Why is it, then, that I assume you would rather have perfection than friendship?

5 comments:

  1. I don't get it. I want to get it, so please elaborate or explain further.
    P.S. LOVE the link you posted from WHOLESOME WORDS. What a great sight!
    Eric and I enjoyed reading the Quotes & Bios...Taylor, Meuller, etc.

    ReplyDelete
  2. I needed this one.  I am always so concerned about what others are thinking and making sure everything is "just right" that I forget that maybe people just want to be with me and like me for ME.  A true friend that is honest and open vs a sort-of friend that is perfect and unapproachable. 
    What a concept... 

    ReplyDelete
  3. Take an extra drive to VA next time you're in PA.  Come stay at my house.  Trust me, you won't see any perfection here!  I won't even clean before you come... I promise!  Nor would I expect you to do so before coming to your house. 
    I read in a book once, "The biggest disservice we moms do to one another is to clean before each other visits."  Ever since then I don't even bother.  It was hard at first, but now it hardly phases me.  Nor does it phase my visitor.   I used to clean and perfect my house and family just before hosting Bible study.  But I had to get something for a friend.  She followed me into my bedroom and sighed with relief, "Ahhhhh!  I was starting to worry about having you over to my house, but now I don't feel so bad!"  That's because when we had Bible Study, all the mess was dumped into my room, along with its usual state.  LOL!
    I know, cleaning is just a small portion.  I have a hard time with not producing perfectly behaved children and being embarassed about it.  Yep. 
    Hugs to you!

    ReplyDelete
  4. In my life it seems that something's always got to give: if I spend time with my kids, the house gets messy. If I focus on laundry, I never seem to get a decent meal on the table, but you? It seems you always have it together, whether it's reaching the perfect weight, keeping a perfect house, having perfectly dressed children, serving a perfect dinner on a perfectly set table, or creating the perfect weekly routine and perfectly adhering to it. To top it off, you have a husband that simply worships the ground you walk on.

    For as long as I've known you, you've always been more likely to come across as "perfect" than anyone else I know. This can be intimidating to me-and I am guessing to others as well. I think that sometimes it's easier, being somewhat removed, to view others as "perfect" and therefore assume that they only want "perfection" from their friendships. My inside-out pride sets me up for isolation when I begin to compare, pick apart every imperfection I have, and avoiding anyone who might by comparison bring out those failures.

    I'm glad that, to a large extent, I was able to overcome my fears to enjoy such a precious friendship with you. I know I've got a long way to go when it comes to overcoming my pride and learning about God's design for friendship.

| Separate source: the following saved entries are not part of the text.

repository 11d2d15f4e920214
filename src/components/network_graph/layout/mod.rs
//! Layout strategies and the dispatch table that selects between them.
//!
//! Every strategy is a function from `(nodes, edges, options)` to positioned
//! nodes. [`apply_layout`] runs the selected one on a copy of the caller's
//! state, so a failed or abandoned switch never touches the live snapshot.

mod circular;
mod force;
mod grid;
mod hierarchical;

use std::fmt;
use std::str::FromStr;

use log::debug;
use thiserror::Error;

use super::types::{Edge, NetworkType, Node, StructuralHints};

pub use circular::{CircularOptions, SortBy};
pub use force::{ForceOptions, ForceSimulation};
pub use grid::GridOptions;
pub use hierarchical::{HierarchicalOptions, Orientation, levels};

/// Canvas width assumed when none usable is given.
pub const DEFAULT_WIDTH: f64 = 800.0;
/// Canvas height assumed when none usable is given.
pub const DEFAULT_HEIGHT: f64 = 600.0;

/// Errors surfaced to callers that misuse the layout API.
#[derive(Debug, Error, PartialEq, Eq)]
pub enum LayoutError {
	/// A layout name that names no strategy.
	#[error("unknown layout type `{0}`")]
	UnknownLayout(String),
}

/// The four available strategies.
#[derive(Clone, Copy, Debug, Default, PartialEq, Eq, Hash)]
pub enum LayoutKind {
	/// Live force-directed simulation.
	#[default]
	Force,
	/// Levels by distance from the roots.
	Hierarchical,
	/// Evenly spaced on a circle.
	Circular,
	/// Row-major grid.
	Grid,
}

impl LayoutKind {
	/// Every strategy, in menu order.
	pub const ALL: [LayoutKind; 4] = [
		LayoutKind::Force,
		LayoutKind::Hierarchical,
		LayoutKind::Circular,
		LayoutKind::Grid,
	];

	/// Lower-case name, as accepted by [`FromStr`].
	pub fn as_str(&self) -> &'static str {
		match self {
			LayoutKind::Force => "force",
			LayoutKind::Hierarchical => "hierarchical",
			LayoutKind::Circular => "circular",
			LayoutKind::Grid => "grid",
		}
	}
}

impl fmt::Display for LayoutKind {
	fn fmt(&self, f: &mut fmt::Formatter<'_>) -> fmt::Result {
		f.write_str(self.as_str())
	}
}

impl FromStr for LayoutKind {
	type Err = LayoutError;

	fn from_str(s: &str) -> Result<Self, Self::Err> {
		match s.trim().to_ascii_lowercase().as_str() {
			"force" => Ok(LayoutKind::Force),
			"hierarchical" => Ok(LayoutKind::Hierarchical),
			"circular" => Ok(LayoutKind::Circular),
			"grid" => Ok(LayoutKind::Grid),
			_ => Err(LayoutError::UnknownLayout(s.to_string())),
		}
	}
}

/// Strategy selection together with its configuration.
#[derive(Clone, Debug, PartialEq)]
pub enum LayoutOptions {
	/// See [`ForceOptions`].
	Force(ForceOptions),
	/// See [`HierarchicalOptions`].
	Hierarchical(HierarchicalOptions),
	/// See [`CircularOptions`].
	Circular(CircularOptions),
	/// See [`GridOptions`].
	Grid(GridOptions),
}

impl LayoutOptions {
	/// The strategy these options select.
	pub fn kind(&self) -> LayoutKind {
		match self {
			LayoutOptions::Force(_) => LayoutKind::Force,
			LayoutOptions::Hierarchical(_) => LayoutKind::Hierarchical,
			LayoutOptions::Circular(_) => LayoutKind::Circular,
			LayoutOptions::Grid(_) => LayoutKind::Grid,
		}
	}

	/// Default options for `kind` on a canvas of the given size.
	pub fn for_kind(kind: LayoutKind, width: f64, height: f64) -> Self {
		match kind {
			LayoutKind::Force => LayoutOptions::Force(ForceOptions::sized(width, height)),
			LayoutKind::Hierarchical => {
				LayoutOptions::Hierarchical(HierarchicalOptions::sized(width, height))
			}
			LayoutKind::Circular => LayoutOptions::Circular(CircularOptions::sized(width, height)),
			LayoutKind::Grid => LayoutOptions::Grid(GridOptions::sized(width, height)),
		}
	}

	/// Default options for a layout named at runtime.
	pub fn parse(name: &str, width: f64, height: f64) -> Result<Self, LayoutError> {
		Ok(Self::for_kind(name.parse()?, width, height))
	}
}

/// Runs the selected strategy on copies of `nodes` and `edges`.
///
/// Force runs its bounded synchronous loop here; the live simulation is
/// driven by the engine instead.
pub fn apply_layout(
	nodes: &[Node],
	edges: &[Edge],
	options: &LayoutOptions,
) -> (Vec<Node>, Vec<Edge>) {
	debug!(
		"applying {} layout to {} nodes / {} edges",
		options.kind(),
		nodes.len(),
		edges.len()
	);
	let (nodes, edges) = (nodes.to_vec(), edges.to_vec());
	let nodes = match options {
		LayoutOptions::Force(o) => force::layout(nodes, &edges, o),
		LayoutOptions::Hierarchical(o) => hierarchical::layout(nodes, &edges, o),
		LayoutOptions::Circular(o) => circular::layout(nodes, o),
		LayoutOptions::Grid(o) => grid::layout(nodes, o),
	};
	(nodes, edges)
}

/// Recommends a strategy from the network type and its shape.
///
/// Layer stacks (pure sources and pure sinks) get hierarchical, flat
/// biological graphs get circular, anything else gets force.
pub fn suggest_layout(network_type: NetworkType, hints: StructuralHints) -> LayoutKind {
	if hints.is_layered() {
		LayoutKind::Hierarchical
	} else if network_type.is_biological() {
		LayoutKind::Circular
	} else {
		LayoutKind::Force
	}
}

/// `value` if it is finite and positive, otherwise `default`.
pub(crate) fn positive_or(value: f64, default: f64) -> f64 {
	if value.is_finite() && value > 0.0 { value } else { default }
}

/// `value` if it is finite, otherwise `default`.
pub(crate) fn finite_or(value: f64, default: f64) -> f64 {
	if value.is_finite() { value } else { default }
}

#[cfg(test)]
mod tests {
	use super::super::types::Point;
	use super::*;

	fn chain(n: usize) -> (Vec<Node>, Vec<Edge>) {
		let nodes = (0..n).map(|i| Node::new(format!("n{i}"), "Linear")).collect();
		let edges = (1..n)
			.map(|i| Edge::new(format!("n{}", i - 1), format!("n{i}"), 1.0))
			.collect();
		(nodes, edges)
	}

	fn positions(nodes: &[Node]) -> Vec<Point> {
		nodes.iter().map(|n| n.position.unwrap()).collect()
	}

	#[test]
	fn unknown_layout_is_an_error() {
		assert_eq!(
			"spiral".parse::<LayoutKind>(),
			Err(LayoutError::UnknownLayout("spiral".into()))
		);
		assert!(LayoutOptions::parse("Grid", 100.0, 100.0).is_ok());
		for kind in LayoutKind::ALL {
			assert_eq!(kind.as_str().parse::<LayoutKind>(), Ok(kind));
		}
	}

	#[test]
	fn every_layout_positions_every_node() {
		for n in [0, 1, 2, 7] {
			let (nodes, edges) = chain(n);
			for kind in LayoutKind::ALL {
				let options = LayoutOptions::for_kind(kind, 640.0, 480.0);
				let (laid, kept) = apply_layout(&nodes, &edges, &options);
				assert_eq!(laid.len(), n, "{kind} with {n} nodes");
				assert_eq!(kept, edges);
				assert!(laid.iter().all(|n| n.position.is_some_and(|p| p.is_finite())));
			}
		}
	}

	#[test]
	fn caller_state_is_untouched() {
		let (nodes, edges) = chain(4);
		let before = nodes.clone();
		let _ = apply_layout(&nodes, &edges, &LayoutOptions::for_kind(LayoutKind::Grid, 100.0, 100.0));
		assert_eq!(nodes, before);
	}

	#[test]
	fn pure_layouts_are_idempotent() {
		let (nodes, edges) = chain(9);
		for kind in [LayoutKind::Hierarchical, LayoutKind::Circular, LayoutKind::Grid] {
			let options = LayoutOptions::for_kind(kind, 800.0, 600.0);
			let (a, _) = apply_layout(&nodes, &edges, &options);
			let (b, _) = apply_layout(&nodes, &edges, &options);
			assert_eq!(positions(&a), positions(&b));
			assert!(a.iter().all(|n| n.pinned));
		}
	}

	#[test]
	fn suggestion_follows_shape() {
		let (nodes, edges) = chain(3);
		let layered = StructuralHints::from_graph(&nodes, &edges);
		assert_eq!(suggest_layout(NetworkType::Ann, layered), LayoutKind::Hierarchical);
		let flat = StructuralHints::default();
		assert_eq!(suggest_layout(NetworkType::Connectome, flat), LayoutKind::Circular);
		assert_eq!(suggest_layout(NetworkType::Ann, flat), LayoutKind::Force);
	}
}
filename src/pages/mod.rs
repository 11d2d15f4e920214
pub mod home;
pub mod not_found;
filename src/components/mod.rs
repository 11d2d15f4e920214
pub mod network_graph;
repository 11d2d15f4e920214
//! Row-major placement on a near-square grid.

use super::super::types::{Node, Point};
use super::{DEFAULT_HEIGHT, DEFAULT_WIDTH, finite_or, positive_or};

/// Parameters of the grid layout.
#[derive(Clone, Debug, PartialEq)]
pub struct GridOptions {
	/// Canvas width.
	pub width: f64,
	/// Canvas height.
	pub height: f64,
	/// Fixed row count, derived when `None`.
	pub rows: Option<usize>,
	/// Fixed column count, derived when `None`.
	pub columns: Option<usize>,
	/// Empty border around the grid.
	pub padding: f64,
}

impl GridOptions {
	/// Defaults for a `width` x `height` canvas.
	pub fn sized(width: f64, height: f64) -> Self {
		Self {
			width,
			height,
			..Self::default()
		}
	}

	/// Resolved `(columns, rows)` for `n` nodes.
	///
	/// With neither given the grid is near-square; with one given the other
	/// is derived. Zero counts are treated as absent. Rows grow past a fixed
	/// count when the cells would not hold every node.
	pub fn dimensions(&self, n: usize) -> (usize, usize) {
		let n = n.max(1);
		let rows = self.rows.filter(|&r| r > 0);
		let columns = self.columns.filter(|&c| c > 0);
		match (columns, rows) {
			(Some(c), Some(r)) => (c, r.max(n.div_ceil(c))),
			(Some(c), None) => (c, n.div_ceil(c)),
			(None, Some(r)) => (n.div_ceil(r), r),
			(None, None) => {
				let c = (n as f64).sqrt().ceil() as usize;
				(c, n.div_ceil(c))
			}
		}
	}
}

impl Default for GridOptions {
	fn default() -> Self {
		Self {
			width: DEFAULT_WIDTH,
			height: DEFAULT_HEIGHT,
			rows: None,
			columns: None,
			padding: 50.0,
		}
	}
}

/// Grid cell `(column, row)` of the `index`-th node.
pub fn cell(index: usize, columns: usize) -> (usize, usize) {
	(index % columns, index / columns)
}

pub(super) fn layout(mut nodes: Vec<Node>, options: &GridOptions) -> Vec<Node> {
	let (columns, rows) = options.dimensions(nodes.len());
	let width = positive_or(options.width, DEFAULT_WIDTH);
	let height = positive_or(options.height, DEFAULT_HEIGHT);
	let padding = finite_or(options.padding, 50.0).max(0.0);
	let cell_w = (width - 2.0 * padding).max(0.0) / columns as f64;
	let cell_h = (height - 2.0 * padding).max(0.0) / rows as f64;

	for (i, node) in nodes.iter_mut().enumerate() {
		let (col, row) = cell(i, columns);
		node.position = Some(Point::new(
			padding + (col as f64 + 0.5) * cell_w,
			padding + (row as f64 + 0.5) * cell_h,
		));
		node.pinned = true;
	}
	nodes
}

#[cfg(test)]
mod tests {
	use super::*;

	fn nodes(n: usize) -> Vec<Node> {
		(0..n).map(|i| Node::new(format!("n{i}"), "Linear")).collect()
	}

	#[test]
	fn ten_nodes_five_columns() {
		let options = GridOptions {
			columns: Some(5),
			..GridOptions::sized(600.0, 300.0)
		};
		assert_eq!(options.dimensions(10), (5, 2));
		assert_eq!(cell(7, 5), (2, 1));

		let laid = layout(nodes(10), &options);
		// 500 x 200 drawable, cells of 100 x 100
		assert_eq!(laid[7].position, Some(Point::new(300.0, 200.0)));
		assert_eq!(laid[0].position, Some(Point::new(100.0, 100.0)));
	}

	#[test]
	fn auto_sizing_is_near_square() {
		let options = GridOptions::default();
		assert_eq!(options.dimensions(10), (4, 3));
		assert_eq!(options.dimensions(9), (3, 3));
		assert_eq!(options.dimensions(1), (1, 1));
		assert_eq!(options.dimensions(0), (1, 1));
	}

	#[test]
	fn one_side_derives_the_other() {
		let rows_only = GridOptions {
			rows: Some(3),
			..GridOptions::default()
		};
		assert_eq!(rows_only.dimensions(10), (4, 3));
		let zero = GridOptions {
			columns: Some(0),
			..GridOptions::default()
		};
		assert_eq!(zero.dimensions(4), (2, 2));
	}

	#[test]
	fn fixed_grid_too_small_grows_rows() {
		let options = GridOptions {
			rows: Some(2),
			columns: Some(2),
			..GridOptions::sized(300.0, 300.0)
		};
		assert_eq!(options.dimensions(7), (2, 4));
		assert_eq!(options.dimensions(3), (2, 2));
		for node in layout(nodes(7), &options) {
			let p = node.position.unwrap();
			assert!((50.0..=250.0).contains(&p.x) && (50.0..=250.0).contains(&p.y));
		}
	}

	#[test]
	fn single_node_is_centred() {
		let laid = layout(nodes(1), &GridOptions::sized(200.0, 100.0));
		assert_eq!(laid[0].position, Some(Point::new(100.0, 50.0)));
		assert!(laid[0].pinned);
	}
}
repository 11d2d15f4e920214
use std::time::Duration;

use leptos::prelude::*;
use log::error;
use serde_json::json;

use crate::components::network_graph::config::ConfigUpdate;
use crate::components::network_graph::{
	EngineEvent, LayoutKind, NetworkDescription, NetworkGraphCanvas, TrainingMetrics,
};

/// A small classifier in the shape the PyTorch bridge emits.
fn sample_mlp() -> NetworkDescription {
	let layers = [
		("input", "Input", json!({"out_features": 784})),
		("fc1", "Linear", json!({"in_features": 784, "out_features": 256, "has_bias": true})),
		("relu1", "ReLU", json!({"inplace": false})),
		("dropout", "Dropout", json!({"p": 0.2})),
		("fc2", "Linear", json!({"in_features": 256, "out_features": 128, "has_bias": true})),
		("relu2", "ReLU", json!({"inplace": false})),
		("fc3", "Linear", json!({"in_features": 128, "out_features": 10, "has_bias": true})),
		("softmax", "Softmax", json!({})),
	];
	let nodes: Vec<_> = layers
		.iter()
		.map(|(id, kind, props)| json!({"id": id, "type": kind, "properties": props}))
		.collect();
	let connections: Vec<_> = layers
		.windows(2)
		.enumerate()
		.map(|(i, pair)| {
			json!({
				"source": pair[0].0,
				"target": pair[1].0,
				"weight": 0.2 + rand_simple(i),
				"properties": {"std_weight": rand_simple(i + 100) * 0.1}
			})
		})
		.collect();
	parse(json!({"type": "ANN", "nodes": nodes, "connections": connections}))
}

/// A ring-like connectome with a few random chords.
fn sample_connectome(n: usize) -> NetworkDescription {
	let nodes: Vec<_> = (0..n)
		.map(|i| {
			let kind = if i % 4 == 0 { "Inhibitory" } else { "Excitatory" };
			json!({"id": format!("neuron_{i}"), "type": kind, "properties": {}})
		})
		.collect();
	let mut connections: Vec<_> = (0..n)
		.map(|i| {
			json!({
				"source": format!("neuron_{i}"),
				"target": format!("neuron_{}", (i + 1) % n),
				"weight": rand_simple(i) * 2.0 - 1.0,
				"properties": {}
			})
		})
		.collect();
	connections.extend((0..n / 2).map(|i| {
		let target = (rand_simple(i + 7) * n as f64) as usize;
		json!({
			"source": format!("neuron_{}", i * 2),
			"target": format!("neuron_{target}"),
			"weight": rand_simple(i + 13),
			"properties": {}
		})
	}));
	parse(json!({"type": "Connectome", "nodes": nodes, "connections": connections}))
}

fn parse(value: serde_json::Value) -> NetworkDescription {
	serde_json::from_value(value).unwrap_or_else(|e| {
		error!("sample network does not parse: {e}");
		NetworkDescription::default()
	})
}

/// One fake training step for every node of `network`.
fn sample_metrics(network: &NetworkDescription, epoch: u32) -> TrainingMetrics {
	let seed = epoch as usize * 31;
	let mut metrics = TrainingMetrics {
		epoch,
		loss: 2.3 / (1.0 + 0.3 * epoch as f64) + rand_simple(seed) * 0.05,
		accuracy: Some((0.1 + 0.08 * epoch as f64).min(0.98)),
		..TrainingMetrics::default()
	};
	for (i, node) in network.nodes.iter().enumerate() {
		metrics
			.gradients
			.insert(node.id.clone(), rand_simple(seed + i) * 0.8);
		metrics
			.activations
			.insert(node.id.clone(), rand_simple(seed + i + 17) * 2.0 - 1.0);
	}
	metrics
}

/// Simple pseudo-random number generator (deterministic for consistency).
fn rand_simple(seed: usize) -> f64 {
	let x = ((seed + 1) * 9301 + 49297) % 233280;
	(x as f64) / 233280.0
}

/// Default Home Page
#[component]
pub fn Home() -> impl IntoView {
	let network = RwSignal::new(sample_mlp());
	let layout = RwSignal::new(LayoutKind::Hierarchical);
	let metrics = RwSignal::new(None::<TrainingMetrics>);
	let training = RwSignal::new(false);
	let show_weights = RwSignal::new(false);
	let hovered = RwSignal::new(None::<String>);
	let selected = RwSignal::new(None::<String>);
	let suggested = RwSignal::new(None::<LayoutKind>);

	set_interval(
		move || {
			if !training.get_untracked() {
				return;
			}
			let epoch = metrics.with_untracked(|m| m.as_ref().map_or(1, |m| m.epoch + 1));
			let next = network.with_untracked(|n| sample_metrics(n, epoch));
			metrics.set(Some(next));
		},
		Duration::from_millis(700),
	);

	let config = Signal::derive(move || vec![ConfigUpdate::ShowWeights(show_weights.get())]);

	let on_event = move |event: EngineEvent| match event {
		EngineEvent::NodeHovered(id) => hovered.set(id),
		EngineEvent::NodeClicked(id) => selected.set(Some(id)),
		EngineEvent::NetworkLoaded { suggested: kind, .. } => suggested.set(Some(kind)),
		_ => {}
	};

	let load = move |description: NetworkDescription| {
		metrics.set(None);
		selected.set(None);
		network.set(description);
	};

	view! {
		<ErrorBoundary fallback=|errors| {
			view! {
				<h1>"Uh oh! Something went wrong!"</h1>

				<p>"Errors: "</p>
				<ul>
					{move || {
						errors
							.get()
							.into_iter()
							.map(|(_, e)| view! { <li>{e.to_string()}</li> })
							.collect_view()
					}}
				</ul>
			}
		}>

			<div class="fullscreen-graph">
				<NetworkGraphCanvas
					network=network
					layout=layout
					metrics=metrics
					config=config
					on_event=on_event
					fullscreen=true
				/>
				<div class="graph-overlay">
					<h1>"Neuroscope"</h1>
					<p class="subtitle">"Hover a layer to trace its connections. Drag to reposition, scroll to zoom."</p>
					<div class="controls">
						<button on:click=move |_| load(sample_mlp())>"MLP"</button>
						<button on:click=move |_| load(sample_connectome(24))>"Connectome"</button>
					</div>
					<div class="controls">
						{LayoutKind::ALL
							.into_iter()
							.map(|kind| {
								view! {
									<button
										class:active=move || layout.get() == kind
										on:click=move |_| layout.set(kind)
									>
										{kind.as_str()}
									</button>
								}
							})
							.collect_view()}
						<button on:click=move |_| {
							if let Some(kind) = suggested.get_untracked() {
								layout.set(kind);
							}
						}>
							"suggested"
						</button>
					</div>
					<div class="controls">
						<button on:click=move |_| training.update(|t| *t = !*t)>
							{move || if training.get() { "Stop training" } else { "Simulate training" }}
						</button>
						<button on:click=move |_| show_weights.update(|w| *w = !*w)>
							{move || if show_weights.get() { "Hide weights" } else { "Show weights" }}
						</button>
					</div>
					<p class="metrics">
						{move || {
							metrics
								.get()
								.map(|m| {
									format!(
										"epoch {} · loss {:.3} · accuracy {:.0}%",
										m.epoch,
										m.loss,
										m.accuracy.unwrap_or(0.0) * 100.0,
									)
								})
								.unwrap_or_default()
						}}
					</p>
					<p class="hovered">
						{move || hovered.get().or_else(|| selected.get()).unwrap_or_default()}
					</p>
				</div>
			</div>
		</ErrorBoundary>
	}
}
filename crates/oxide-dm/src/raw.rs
//! Final text pass over finished statements.
//!
//! Hand-written SQL fragments often use MySQL backtick quoting. DM folds
//! unquoted identifiers to upper case, so `` `user_id` `` is rewritten to
//! `"USER_ID"`.

use std::borrow::Cow;
use std::sync::LazyLock;

use regex::{Captures, Regex};
use tracing::debug;

static BACKTICK_IDENTIFIER: LazyLock<Regex> =
    LazyLock::new(|| Regex::new("`[a-zA-Z0-9_]+`").expect("Invalid backtick identifier regex"));

/// Rewrites every `` `ident` `` in `sql` to `"IDENT"`.
///
/// Only runs of ASCII letters, digits and underscores are matched; anything
/// else between backticks, string literals included, is left alone.
#[must_use]
pub fn rewrite_backticks(sql: &str) -> Cow<'_, str> {
    if !sql.contains('`') {
        return Cow::Borrowed(sql);
    }

    let mut replaced = 0_usize;
    let rewritten = BACKTICK_IDENTIFIER.replace_all(sql, |caps: &Captures<'_>| {
        replaced += 1;
        let ident = caps[0].trim_matches('`');
        format!("\"{}\"", ident.to_uppercase())
    });
    if replaced > 0 {
        debug!(replaced, "rewrote backtick identifiers");
    }
    rewritten
}
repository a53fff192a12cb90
//! Identifier quoting.

use oxide_dm_core::Writer;

/// Writes `name` in double quotes, quoting each segment of a dotted path.
///
/// `users` becomes `"users"` and `app.users` becomes `"app"."users"`.
/// Segments are not validated.
pub fn quote_to(writer: &mut dyn Writer, name: &str) {
    writer.write_byte(b'"');
    if name.contains('.') {
        for (idx, segment) in name.split('.').enumerate() {
            if idx > 0 {
                writer.write_string(".\"");
            }
            writer.write_string(segment);
            writer.write_byte(b'"');
        }
    } else {
        writer.write_string(name);
        writer.write_byte(b'"');
    }
}
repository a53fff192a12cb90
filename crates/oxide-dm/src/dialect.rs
//! The DM dialect.

use std::collections::HashMap;

use chrono::{DateTime, DurationRound, Local, TimeDelta};
use oxide_dm_core::clause::{LIMIT, WHERE};
use oxide_dm_core::{ClauseBuilder, Dialect, Field, Writer};
use tracing::debug;

use crate::clauses::{rewrite_limit, rewrite_where};
use crate::config::{DmConfig, MAX_DATETIME_PRECISION};
use crate::error::Result;
use crate::{data_type, quote, raw};

/// DM (Dameng) dialect.
///
/// Holds a resolved [`DmConfig`] and is read-only after construction, so a
/// single instance can be shared by concurrent statement builds.
#[derive(Debug, Clone, Default)]
pub struct DmDialect {
    config: DmConfig,
}

impl DmDialect {
    /// Creates a dialect from `config`.
    ///
    /// # Errors
    ///
    /// Returns an error if the configuration does not resolve.
    pub fn new(config: DmConfig) -> Result<Self> {
        let config = config.resolve()?;
        debug!(
            driver = %config.driver_name,
            string_size = config.default_string_size,
            datetime_precision = config.default_datetime_precision,
            "dm dialect configured"
        );
        Ok(Self { config })
    }

    /// Creates a dialect with default settings for `dsn`.
    #[must_use]
    pub fn open(dsn: impl Into<String>) -> Self {
        Self {
            config: DmConfig::with_dsn(dsn),
        }
    }

    /// The resolved configuration.
    #[must_use]
    pub const fn config(&self) -> &DmConfig {
        &self.config
    }

    /// Driver name handed to the connection layer.
    #[must_use]
    pub fn driver_name(&self) -> &str {
        &self.config.driver_name
    }

    /// Connection URL handed to the connection layer.
    #[must_use]
    pub fn connection_url(&self) -> String {
        self.config.connection_url()
    }

    /// Current local time rounded to the configured datetime precision.
    #[must_use]
    pub fn now(&self) -> DateTime<Local> {
        let now = Local::now();
        let digits = MAX_DATETIME_PRECISION.saturating_sub(self.config.default_datetime_precision);
        now.duration_round(TimeDelta::nanoseconds(10_i64.pow(digits)))
            .unwrap_or(now)
    }
}

impl Dialect for DmDialect {
    fn name(&self) -> &'static str {
        "dm"
    }

    fn dummy_table_name(&self) -> &'static str {
        "DUAL"
    }

    fn supports_for_share_clause(&self) -> bool {
        !self.config.dont_support_for_share_clause
    }

    fn quote_to(&self, writer: &mut dyn Writer, name: &str) {
        quote::quote_to(writer, name);
    }

    fn data_type_of(&self, field: &Field) -> String {
        data_type::data_type_of(&self.config, field)
    }

    fn clause_builders(&self) -> HashMap<&'static str, ClauseBuilder> {
        let mut builders: HashMap<&'static str, ClauseBuilder> = HashMap::new();
        builders.insert(LIMIT, rewrite_limit);
        builders.insert(WHERE, rewrite_where);
        builders
    }

    fn after_build(&self, sql: &mut String) {
        let rewritten = match raw::rewrite_backticks(sql) {
            std::borrow::Cow::Owned(rewritten) => rewritten,
            std::borrow::Cow::Borrowed(_) => return,
        };
        *sql = rewritten;
    }
}
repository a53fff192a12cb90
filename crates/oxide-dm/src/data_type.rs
//! Column type mapping.
//!
//! Maps the ORM's logical field description to a DM column type. Every
//! branch has a fallback, so mapping never fails.

use oxide_dm_core::{DataType, Field};

use crate::config::DmConfig;

/// Upper bound (inclusive) of `mediumtext` / `mediumblob`.
pub const MEDIUM_MAX: usize = 1 << 24;
/// Lower bound of `mediumtext` / `mediumblob`.
pub const MEDIUM_MIN: usize = 65536;
/// String length used for keyed, indexed or defaulted fields when no
/// default string size is configured.
pub const INDEXABLE_STRING_SIZE: usize = 191;

/// Returns the DM column type for `field`.
#[must_use]
pub fn data_type_of(config: &DmConfig, field: &Field) -> String {
    match &field.data_type {
        DataType::Bool => "boolean".to_string(),
        DataType::Int | DataType::Uint => integer_type(field),
        DataType::Float => float_type(field),
        DataType::String => string_type(config, field),
        DataType::Time => time_type(config, field),
        DataType::Bytes => bytes_type(field),
        DataType::Custom(tag) => tag.clone(),
    }
}

fn integer_type(field: &Field) -> String {
    let mut sql_type = match field.size {
        0..=8 => "tinyint",
        9..=16 => "smallint",
        17..=24 => "mediumint",
        25..=32 => "int",
        _ => "bigint",
    }
    .to_string();

    if field.data_type == DataType::Uint {
        sql_type.push_str(" unsigned");
    }
    if field.auto_increment {
        sql_type.push_str(" AUTO_INCREMENT");
    }
    sql_type
}

fn float_type(field: &Field) -> String {
    if field.precision > 0 {
        return format!("decimal({}, {})", field.precision, field.scale);
    }
    if field.size <= 32 {
        "float".to_string()
    } else {
        "double".to_string()
    }
}

fn string_type(config: &DmConfig, field: &Field) -> String {
    let mut size = field.size;
    if size == 0 {
        if config.default_string_size > 0 {
            size = config.default_string_size;
        } else if field.primary_key || field.has_default_value || field.has_index {
            // TEXT columns can be neither keyed nor defaulted
            size = INDEXABLE_STRING_SIZE;
        }
    }

    if (MEDIUM_MIN..=MEDIUM_MAX).contains(&size) {
        "mediumtext".to_string()
    } else if size > MEDIUM_MAX || size == 0 {
        "longtext".to_string()
    } else {
        format!("varchar({size})")
    }
}

fn time_type(config: &DmConfig, field: &Field) -> String {
    let precision = if field.precision == 0 && !config.disable_datetime_precision {
        config.default_datetime_precision
    } else {
        field.precision
    };

    let mut sql_type = String::from("datetime");
    if precision > 0 {
        sql_type.push_str(&format!("({precision})"));
    }
    if !(field.not_null || field.primary_key) {
        sql_type.push_str(" NULL");
    }
    sql_type
}

fn bytes_type(field: &Field) -> String {
    match field.size {
        1..MEDIUM_MIN => format!("varbinary({})", field.size),
        MEDIUM_MIN..=MEDIUM_MAX => "mediumblob".to_string(),
        _ => "longblob".to_string(),
    }
}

    You've said so much with just a few words here and have reminded me that even the "perfect" people in our lives need friendship... and even the people in the world who "have it all together" need Jesus.


    Love you...

    ReplyDelete
  5. Huh? anyway, know what Angela is talking about...i've read the same thing and how it makes other moms...i don't know something about being real... or something-don't exactly remember. but i've been trying to  understand this post for two days now. are you talking about soomeone specific? are you being general? what's this post about?